JEDDAH, 18 June 2006 — A Saudi government spokesman said yesterday that authorities have received the bodies of Manie Shaman Al-Utaibi and Yasser Talal Al-Zahrani, two of the three Guantanamo prisoners who were found dead in their cells on June 10.
The bodies arrived in Riyadh in the early hours yesterday and have been transferred to a hospital in the capital. “Doctors there will examine them to ascertain the cause of death,” said Interior Ministry spokesman Maj. Gen. Mansour Al-Turki.
The families of the deceased have been informed. The men’s families have questioned the circumstances of their deaths.
“They called us early yesterday morning to informed us of the body’s arrival. Yesterday afternoon we were told to go to Riyadh to identify the body,” said Al-Utaibi’s uncle who did not want to provide his name.
The third body of Ali Abdullah Ahmed, a Yemeni national, has also been repatriated.
Al-Zahrani was one of the youngest persons sent to the US offshore detention facility at the age of 17.
US authorities says the men hanged themselves with clothes and bed-sheets, making them the first prisoners to die at the camp since it opened in 2002 at the US naval base in Cuba. US Deputy Assistant Secretary of State Colleen Graffy told the BBC after the deaths that the suicides were a “PR stunt” on the part of the deceased. US Navy Rear Adm. Harry Harris called the alleged suicides “an act of asymmetrical warfare.”
A Pentagon statement issued yesterday aimed to quell Muslim concern over the handling of the bodies. A cultural adviser has assisted Joint Task Force Guantanamo to ensure that the remains are handled in a culturally and religiously appropriate manner,” the statement said. The Pentagon statement added that US personnel “worked diligently to preserve the dignity of the remains and to ensure application of the rituals of the Islamic faith.”

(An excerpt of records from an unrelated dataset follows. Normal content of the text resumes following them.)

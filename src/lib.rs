mod config;
mod discover;
mod error;
mod pool;
mod source;
mod table;

mod aggregate;
mod export;
mod join;
mod loader;
mod progress;
mod util;

mod pipeline;

pub use crate::config::{Config, InputConfig, OutputConfig};
pub use crate::error::{CetlError, Result};
pub use crate::pipeline::{run, RunSummary};
pub use crate::table::{DuplicateColumn, Schema, Table};

// Expose the individual stages so the pieces compose outside the stock run.
pub use crate::aggregate::aggregate_by_date;
pub use crate::export::write_table;
pub use crate::join::join_and_filter;
pub use crate::loader::load_all;
pub use crate::pool::WorkerPool;
pub use crate::source::read_table;

// Expose progress helpers for binaries driving their own loads.
pub use crate::progress::make_count_progress;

The Pentagon said that a navy officer, a Muslim, supervised all aspects of preparing the remains for transport, including the washing and shrouding the bodies and a prayer service to prepare for flying them home on a commercially contracted plane.
The deaths have rekindled the debate over the legitimacy of the US using an offshore prison to skirt its own civil laws regarding the treatment of prisoners.
The United States currently holds about 460 detainees at the Guantanamo prison, most of them without charges. Ten have been charged with crimes.
Washington says the prison is needed to prevent dangerous Al-Qaeda and Taleban figures from returning to the battlefield and to extract information that may help prevent future attacks.